UFC champion Marco Ruas can’t understand recent Hall of Fame inductee decisions

A UFC tournament champion dating back to three victories in one night at UFC 7 in 1995, Marco Ruas secured his name in the history of MMA when he introduced the sport to cross-training in various disciplines. A competent fighter both on the mat and standing up, the Brazilian broke the one-dimensional way of thinking in regard to the Mixed Martial Arts, which until then was dominated by grapplers. Precisely for this reason, Maurice Smith’s recent nomination for the UFC’s ‘Hall of Fame’ bothered him.

That’s not necessarily because he feels like Smith, who beat him twice, doesn’t deserve the honor. What bothered Ruas more is the reasoning, praising Smith as a pioneer of modern MMA while ignoring his own accomplishments for the sport.

“They’re calling the guys from the old times, from the beginning”, Ruas told AG. Fight. “They put Don Frye (into the Hall of Fame), who deserved it, and now Maurice Smith. I don’t know. He deserves it, he was a champion, too, I just think he was not the pioneer of it. I was the first to demonstrate other techniques, I did it before him, but okay, the guy deserves it, he was a champion, we already fought and he beat me.”

As it has become tradition, the inclusion of new Hall of Fame members will be held in July in Las Vegas as part of the UFC’s ‘International Fight Week’. Joining the likes of Don Frye, Bas Rutten, Royce Gracie and Ken Shamrock, Maurice Smith will be added to the list of pioneers who have helped building MMA as a major sport around the globe. And, in Ruas’ opinion, there should be room for his name, too.

“I think there’s politics”, Ruas claimed. “They’re Americans, it’s a clique, it’s not a fan vote. It’s the UFC, they choose who they’re going to add. The Americans want the event for them to be the champions, to have more belts and to be the best.”

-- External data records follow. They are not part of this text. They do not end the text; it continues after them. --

//! Resource provisioning through the public API.

mod common;

use common::*;
use porter_core::messaging::in_memory::{BrokerSettings, InMemoryBroker};
use porter_core::messaging::MessagingError;
use porter_core::resources::{ResourceManager, ResourceProvisioner};
use porter_core::{Backend, Outcome, PorterBuilder, PorterConfig, PorterError, TopicId};
use std::sync::Arc;
use std::time::Duration;
use tokio::time::Instant;

fn lagging_provisioner(
    config: PorterConfig,
    queue_visibility_lag: u32,
) -> (Arc<InMemoryBroker>, ResourceProvisioner, TopicId) {
    let broker = Arc::new(InMemoryBroker::with_settings(BrokerSettings {
        queue_visibility_lag,
        ..BrokerSettings::default()
    }));
    let topic = TopicId::new("order_placed", &config.naming()).unwrap();
    let provisioner = ResourceProvisioner::new(Arc::new(config), broker.clone(), broker.clone());
    (broker, provisioner, topic)
}

#[tokio::test(flavor = "multi_thread", worker_threads = 4)]
async fn test_concurrent_ensure_queue_creates_one_queue_pair() {
    let config = Arc::new(PorterConfig::with_source(SOURCE));
    let broker = Arc::new(InMemoryBroker::new());
    let provisioner = Arc::new(ResourceProvisioner::new(
        config.clone(),
        broker.clone(),
        broker.clone(),
    ));
    let topic = TopicId::new("order_placed", &config.naming()).unwrap();

    let tasks: Vec<_> = (0..8)
        .map(|_| {
            let provisioner = provisioner.clone();
            let topic = topic.clone();
            tokio::spawn(async move { provisioner.ensure_queue_exists(&topic).await })
        })
        .collect();

    for task in tasks {
        let info = task.await.unwrap().unwrap();
        assert_eq!(info.queue_name, QUEUE);
    }

    assert_eq!(broker.queue_creation_count(QUEUE), 1);
    assert_eq!(broker.queue_creation_count(DEAD_LETTER_QUEUE), 1);
    assert_eq!(broker.fanout_creation_count("OrderPlaced"), 1);
    assert_eq!(broker.queue_names(), vec![DEAD_LETTER_QUEUE, QUEUE]);
    assert_eq!(broker.subscribers("OrderPlaced"), vec![QUEUE]);
}

#[tokio::test]
async fn test_bootstrap_provisions_consumers_and_producers() {
    let bus = TestBus::new();
    let config = PorterConfig {
        app_name: Some("orders-api".to_string()),
        ..test_config()
    };
    let porter = bus
        .builder(config)
        .topic::<String>("order_placed", |t| {
            t.consume_timeout(std::time::Duration::from_secs(90))
                .handler(|_, _| async { Outcome::Success })
        })
        .producer::<String>("order_shipped")
        .build()
        .unwrap();

    porter.bootstrap().await.unwrap();
    porter.bootstrap().await.unwrap();

    assert!(bus.broker.fanout_exists("OrderPlaced"));
    assert!(bus.broker.fanout_exists("OrderShipped"));
    assert_eq!(bus.broker.queue_creation_count(QUEUE), 1);
    assert_eq!(
        bus.broker.queue_visibility_timeout(QUEUE),
        Some(std::time::Duration::from_secs(90))
    );
    assert_eq!(
        bus.broker.queue_tags(QUEUE).get("App").map(String::as_str),
        Some("orders-api")
    );
    assert_eq!(
        bus.broker
            .fanout_tags("OrderShipped")
            .get("CreatedBy")
            .map(String::as_str),
        Some("porter-rs")
    );
}

#[tokio::test]
async fn test_bootstrap_without_auto_create_fails() {
    let bus = TestBus::new();
    let config = PorterConfig {
        auto_create_new_topic: false,
        ..test_config()
    };
    let porter = bus
        .builder(config)
        .producer::<String>("order_shipped")
        .build()
        .unwrap();

    let err = porter.bootstrap().await.unwrap_err();
    assert!(matches!(err, PorterError::TopicNotProvisioned { .. }));
    assert!(err.is_startup_error());
}

#[tokio::test]
async fn test_localstack_bootstrap_creates_encryption_key() {
    let broker = Arc::new(InMemoryBroker::new().without_encryption_key());
    let config = PorterConfig {
        localstack: true,
        service_url: Some("http://localhost:4566".to_string()),
        ..test_config()
    };
    let porter = PorterBuilder::new(config, Backend::from_shared(broker.clone()))
        .producer::<String>("order_shipped")
        .build()
        .unwrap();

    porter.bootstrap().await.unwrap();
    assert!(broker.encryption_key().is_some());
    assert!(broker.fanout_exists("OrderShipped"));
}

#[tokio::test]
async fn test_bootstrap_skipped_without_registrations() {
    let bus = TestBus::new();
    let porter = bus.builder(test_config()).build().unwrap();

    porter.bootstrap().await.unwrap();
    assert!(bus.broker.queue_names().is_empty());
}

#[tokio::test(start_paused = true)]
async fn test_ensure_queue_waits_for_queue_to_become_visible() {
    let config = PorterConfig {
        queue_ready_timeout_seconds: 30,
        queue_ready_poll_interval_millis: 2_000,
        ..PorterConfig::with_source(SOURCE)
    };
    let (broker, provisioner, topic) = lagging_provisioner(config, 3);

    let started = Instant::now();
    let info = provisioner.ensure_queue_exists(&topic).await.unwrap();

    assert_eq!(info.queue_name, QUEUE);
    assert_eq!(started.elapsed(), Duration::from_secs(6));
    assert_eq!(broker.queue_creation_count(QUEUE), 1);
    assert_eq!(broker.subscribers("OrderPlaced"), vec![QUEUE]);
}

#[tokio::test(start_paused = true)]
async fn test_ensure_queue_times_out_when_queue_never_appears() {
    let config = PorterConfig {
        queue_ready_timeout_seconds: 5,
        queue_ready_poll_interval_millis: 1_000,
        ..PorterConfig::with_source(SOURCE)
    };
    let (broker, provisioner, topic) = lagging_provisioner(config, u32::MAX);

    let started = Instant::now();
    let result = provisioner.ensure_queue_exists(&topic).await;

    assert!(
        matches!(result, Err(PorterError::Messaging(MessagingError::Timeout { .. }))),
        "unexpected result: {result:?}"
    );
    assert_eq!(started.elapsed(), Duration::from_secs(5));
    assert_eq!(broker.queue_creation_count(QUEUE), 1);
    assert!(provisioner.cache().is_empty());
}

Smith defeated “The King of the Streets” on two occasions, in 1999 and 2007. Still, his name appears time and time again in his home country when athletes point him out as the ‘Father of MMA’, a pioneer who practiced and demonstrated different martial arts at once in a time when the Gracie family dominated their fights using almost exclusively jiu-jitsu techniques.

“I’m aware of this, I don’t want to make waves, but I fought a lot against it,” Ruas said. “In my time, it was jiu-jitsu. I battled that much earlier – in 1984, I faced (Gracie student Fernando) Pinduka, already thinking that jiu-jitsu was not the only way to win a fight (…). I always trained other things (as well): wrestling, muay thai, boxing…”

Ruas competed for promotions such as the UFC, Pride and the IFL, compiling a 9-4-2 record as a professional fighting names such as Smith, Oleg Taktarov or Gary Goodridge.